SV Wacker Burghausen Karlsruher SC
(ruf) In einer schwachen Zweitligabegegnung trennten sich Wacker Burghausen und der KSC am Sonntagnachmittag torlos mit 0:0. Vor 5.000 Zuschauern im Wacker Sportpark enttäuschten vor allem die Karlsruher, die den Erwartungen nicht gerecht werden konnten. Damit warten sowohl der Regionalligaaufsteiger als auch die Blau Weißen weiterhin auf ihren ersten Sieg in der diesjährigen Zweitligasaison.
KSC Trainer Stefan Kuntz mußte seine Formation gezwungenermaßen auf zwei Positionen umstellen. Nachdem Bruno Labbadia am vergangenen Montag in der Partie gegen den 1. FC Köln die Rote Karte gesehen hatte und daraufhin für vier Pflichspiele gesperrt wurde, rückte für ihn Clemens Fritz in die Anfangsformation. Er bildetete zusammen mit Daniel Graf das Angriffsduo. Christian Hassa laboriert noch an einer Knieverletzung, Marco Engelhardt lief am heutigen Nachmittag für ihn auf. Die Viererkette, die gegen Köln einen positiven Eindruck hinterließ, blieb bestehen.
Wacker Coach Rudi Bommer veränderte seine erste Elf im Vergleich zur 1:2 Niederlage bei Eintracht Trier nur auf einer Position im Mittelfeld. Der erst am Dienstag verpflichtete Sloweninsche Nactionalspieler und WM Teilnehmer Rajko Tavcar erhielt den Vorzug vor Youssef Mokhtari.
Den besseren Start in die Begegnung erwischten die Gastgeber. In der neunten Minute kam Younga Mouhani nach einer Flanke Tavcars allerdings nicht richtig an den Ball, so dass dieser eine leichte Beute für Thomas Walter war. Auch zwei Burghausener Ecken brachten die Abwehr des KSC in keine große Bedrängnis. Die Gäste aus der Fächerstadt kamen das erste und in der ersten Halbzeit das einzige Mal durch einen Freistoß vor das Burghausener Tor. Bernhard Trares legte den Ball auf Danny Fuchs ab, welcher ihn aber wieder an einen Gegenspieler verlor. Die größte Chance in der ersten Halbzeit hatte Toralf Konetzke nach einem Zuspiel von Martin Oslislo. Er spitzelte den Ball aber am Karlsruher Tor vorbei. Auch zwei weiterere Chancen ließen die Gastgeber ungenutzt: Matthias Örums Freistoss landete direkt in Thomas Walters Armen (29.) und bevor Toralf Konetzke zum Schuss kam, konnte Thorsten Kracht noch zur Ecke klären. (34.). Kracht war es auch, der eine Minute vor dem Halbzeitpfiff von Schiedsrichter Lutz Wagner einen Burghausener Freistoss entschärfen konnte.

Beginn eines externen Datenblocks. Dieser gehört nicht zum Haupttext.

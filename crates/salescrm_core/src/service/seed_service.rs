//! Fixture seeding for an empty store.
//!
//! # Responsibility
//! - Populate a fresh database with the demo pipeline exactly once.
//!
//! # Invariants
//! - A store holding at least one contact is never touched.
//! - The emptiness check and all inserts share one immediate transaction,
//!   so two processes racing on a fresh file cannot both seed it.
//! - Each seeded contact gets exactly one activity.
//! - Backdating depends only on the contact name.

use crate::model::contact::{ContactDraft, ContactStatus};
use crate::repo::activity_repo::{ActivityRepository, SqliteActivityRepository};
use crate::repo::contact_repo::{
    now_epoch_ms, ContactRepository, RepoResult, SqliteContactRepository,
};
use log::info;
use rusqlite::{Connection, TransactionBehavior};
use std::time::Instant;

const DAY_MS: i64 = 24 * 60 * 60 * 1000;
const SEED_PHONE: &str = "555-0100";

/// One fixture row.
#[derive(Debug, Clone, Copy, PartialEq, Eq)]
pub struct SeedContact {
    pub name: &'static str,
    pub email: &'static str,
    pub company: &'static str,
    pub status: ContactStatus,
    pub intel: &'static str,
}

pub const SEED_CONTACTS: &[SeedContact] = &[
    SeedContact {
        name: "Alice Johnson",
        email: "alice@techcorp.com",
        company: "TechCorp",
        status: ContactStatus::Lead,
        intel: "Expanding to Europe next Q.",
    },
    SeedContact {
        name: "Bob Smith",
        email: "bob@startups.inc",
        company: "Startups Inc",
        status: ContactStatus::Contacted,
        intel: "Considering competitor X due to pricing.",
    },
    SeedContact {
        name: "Charlie Brown",
        email: "charlie@enterprise.global",
        company: "Enterprise Global",
        status: ContactStatus::Proposal,
        intel: "Budget approval pending board meeting.",
    },
    SeedContact {
        name: "Diana Prince",
        email: "diana@amazonia.net",
        company: "Amazonia",
        status: ContactStatus::Closed,
        intel: "Long-term contract signed.",
    },
    SeedContact {
        name: "Evan Wright",
        email: "evan@logistics.co",
        company: "Logistics Co",
        status: ContactStatus::Lead,
        intel: "Looking for fleet management solutions.",
    },
    SeedContact {
        name: "Fiona Green",
        email: "fiona@ecofriendly.org",
        company: "EcoFriendly",
        status: ContactStatus::Contacted,
        intel: "Grant funding secured recently.",
    },
    SeedContact {
        name: "George King",
        email: "george@royal.ltd",
        company: "Royal Ltd",
        status: ContactStatus::Proposal,
        intel: "Competitor Y offering 20% discount.",
    },
    SeedContact {
        name: "Hannah White",
        email: "hannah@medical.care",
        company: "Medical Care",
        status: ContactStatus::Closed,
        intel: "Needs HIPAA compliance features.",
    },
    SeedContact {
        name: "Ian Black",
        email: "ian@construction.works",
        company: "Construction Works",
        status: ContactStatus::Lead,
        intel: "New project starting in downtown.",
    },
    SeedContact {
        name: "Jane Doe",
        email: "jane@unknown.net",
        company: "Unknown Net",
        status: ContactStatus::Contacted,
        intel: "Skeptical about cloud deployment.",
    },
];

/// Result of one seeding attempt.
#[derive(Debug, Clone, Copy, PartialEq, Eq)]
pub enum SeedOutcome {
    /// Store already had contacts; nothing written.
    AlreadySeeded,
    /// Fixture rows were inserted.
    Seeded { contacts: usize },
}

/// Seeds the fixture set when the store has no contacts.
pub fn seed_if_empty(conn: &mut Connection) -> RepoResult<SeedOutcome> {
    seed_if_empty_at(conn, now_epoch_ms())
}

/// Same as `seed_if_empty`, with an explicit "now" in epoch milliseconds.
pub fn seed_if_empty_at(conn: &mut Connection, now_ms: i64) -> RepoResult<SeedOutcome> {
    let started_at = Instant::now();
    let tx = conn.transaction_with_behavior(TransactionBehavior::Immediate)?;

    let outcome = {
        let contacts = SqliteContactRepository::try_new(&tx)?;
        let activities = SqliteActivityRepository::try_new(&tx)?;

        if contacts.count_contacts()? > 0 {
            SeedOutcome::AlreadySeeded
        } else {
            info!("event=seed module=seed status=start");
            for seed in SEED_CONTACTS {
                let draft = ContactDraft::new(seed.name, seed.email, seed.company)
                    .with_phone(SEED_PHONE)
                    .with_status(seed.status.as_str())
                    .with_intel(seed.intel);
                let created_at = now_ms - backdate_days(seed.name) * DAY_MS;
                let contact = contacts.create_contact_at(&draft, created_at)?;
                activities.add_activity_at(
                    contact.id,
                    &initial_activity_description(seed.status.as_str()),
                    now_ms,
                )?;
            }
            SeedOutcome::Seeded {
                contacts: SEED_CONTACTS.len(),
            }
        }
    };

    tx.commit()?;

    match outcome {
        SeedOutcome::AlreadySeeded => {
            info!("event=seed module=seed status=skipped reason=not_empty");
        }
        SeedOutcome::Seeded { contacts } => info!(
            "event=seed module=seed status=ok contacts={} duration_ms={}",
            contacts,
            started_at.elapsed().as_millis()
        ),
    }

    Ok(outcome)
}

/// Days a fixture contact is backdated by, in `1..=10`.
pub fn backdate_days(name: &str) -> i64 {
    // FNV-1a keeps the spread stable across runs and platforms.
    let hash = name.bytes().fold(0xcbf2_9ce4_8422_2325_u64, |acc, byte| {
        (acc ^ u64::from(byte)).wrapping_mul(0x0100_0000_01b3)
    });
    (hash % 10) as i64 + 1
}

/// Text of the activity logged alongside each seeded contact.
pub fn initial_activity_description(status: &str) -> String {
    format!("Initial contact created via {status} campaign.")
}
//! Activity repository contracts and SQLite implementation.
//!
//! # Invariants
//! - An activity is only written when its contact exists; the existence
//!   check and insert are one statement.
//! - Per-contact listing is `timestamp ASC, id ASC`.

use crate::model::activity::Activity;
use crate::model::contact::ContactId;
use crate::repo::contact_repo::{ensure_connection_ready, now_epoch_ms, RepoError, RepoResult};
use rusqlite::{params, Connection, Row};

const ACTIVITY_COLUMNS: &[&str] = &["id", "contact_id", "description", "timestamp"];

/// Repository interface for activity log operations.
pub trait ActivityRepository {
    /// Appends an activity stamped with the current time.
    fn add_activity(&self, contact_id: ContactId, description: &str) -> RepoResult<Activity> {
        self.add_activity_at(contact_id, description, now_epoch_ms())
    }
    /// Appends an activity with an explicit timestamp.
    ///
    /// Returns `RepoError::NotFound` without writing when the contact is absent.
    fn add_activity_at(
        &self,
        contact_id: ContactId,
        description: &str,
        timestamp: i64,
    ) -> RepoResult<Activity>;
    /// Lists activities of one contact, oldest first.
    fn list_activities(&self, contact_id: ContactId) -> RepoResult<Vec<Activity>>;
    fn count_activities(&self) -> RepoResult<u64>;
}

/// SQLite-backed activity repository.
pub struct SqliteActivityRepository<'conn> {
    conn: &'conn Connection,
}

impl<'conn> SqliteActivityRepository<'conn> {
    /// Constructs a repository from a migrated connection.
    pub fn try_new(conn: &'conn Connection) -> RepoResult<Self> {
        ensure_connection_ready(conn, "activities", ACTIVITY_COLUMNS)?;
        Ok(Self { conn })
    }
}

impl ActivityRepository for SqliteActivityRepository<'_> {
    fn add_activity_at(
        &self,
        contact_id: ContactId,
        description: &str,
        timestamp: i64,
    ) -> RepoResult<Activity> {
        let inserted = self.conn.execute(
            "INSERT INTO activities (contact_id, description, timestamp)
             SELECT id, ?2, ?3
             FROM contacts
             WHERE id = ?1;",
            params![contact_id, description, timestamp],
        )?;

        if inserted == 0 {
            return Err(RepoError::NotFound(contact_id));
        }

        Ok(Activity {
            id: self.conn.last_insert_rowid(),
            contact_id,
            description: description.to_string(),
            timestamp,
        })
    }

    fn list_activities(&self, contact_id: ContactId) -> RepoResult<Vec<Activity>> {
        let mut stmt = self.conn.prepare(
            "SELECT id, contact_id, description, timestamp
             FROM activities
             WHERE contact_id = ?1
             ORDER BY timestamp ASC, id ASC;",
        )?;
        let activities = stmt
            .query_map([contact_id], parse_activity_row)?
            .collect::<Result<Vec<_>, _>>()?;
        Ok(activities)
    }

    fn count_activities(&self) -> RepoResult<u64> {
        let count: i64 = self
            .conn
            .query_row("SELECT COUNT(*) FROM activities;", [], |row| row.get(0))?;
        u64::try_from(count)
            .map_err(|_| RepoError::InvalidData(format!("negative activity count `{count}`")))
    }
}

fn parse_activity_row(row: &Row<'_>) -> rusqlite::Result<Activity> {
    Ok(Activity {
        id: row.get("id")?,
        contact_id: row.get("contact_id")?,
        description: row.get("description")?,
        timestamp: row.get("timestamp")?,
    })
}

Auch nach der Pause änderte sich das Chancenbild kaum, in der 49. Spielminute rettete den KSC nur noch der Pfosten vor einem Rückstand. Mouhani hatte nach einem schönen Zuspiel Martin Forkels nur das Aluminium getroffen. Danach verflachte das Spiel weiter, erst ein Angriff in der 60. Minute brachte den Burghausenern einen Eckball ein, welchen Thomas Walter nicht richtig festhalten konnte. Aber auch hierraus wußten die Gastgeber nichts Verwertbaren zu erzielen. In der 73. Minute versprang Toralf Konetzke wenige Meter vor dem Tor freistehend der Ball nach einer Hereingabe von Youssef Mokhtari.
In der 78. Minute schaffte es dann der KSC mal wieder vor das gegnerische Tor. Bernhard Trares, der heute seinen 37. Geburtstag feiert, trat die erste Ecke für die Karlsruher, aus welcher aber keine große Gefahr im Burghausener Strafraum entstand. Torchacen wurden gegen Ende der Partie Mangelware, lediglich zwei weitere Eckbälle für den KSC sprangen noch heraus. Den ersten konnte Torhüter Kay Wehner problemlos entschärften (88.), ein Fernschuss Daniel Grafs im Anschluss an die zweite Ecke ging über das Tor (90.).
Stefan Kuntz zeigte sich nach dem Abpfiff mit dem Ergebnis aufgrund der Chancenlage zufrieden. Einverstanden war er aber keineswegs mit der Leistung in der Offensive, lediglich die Abwehr habe taktische Disziplin gezeigt und so Schlimmeres verhindert.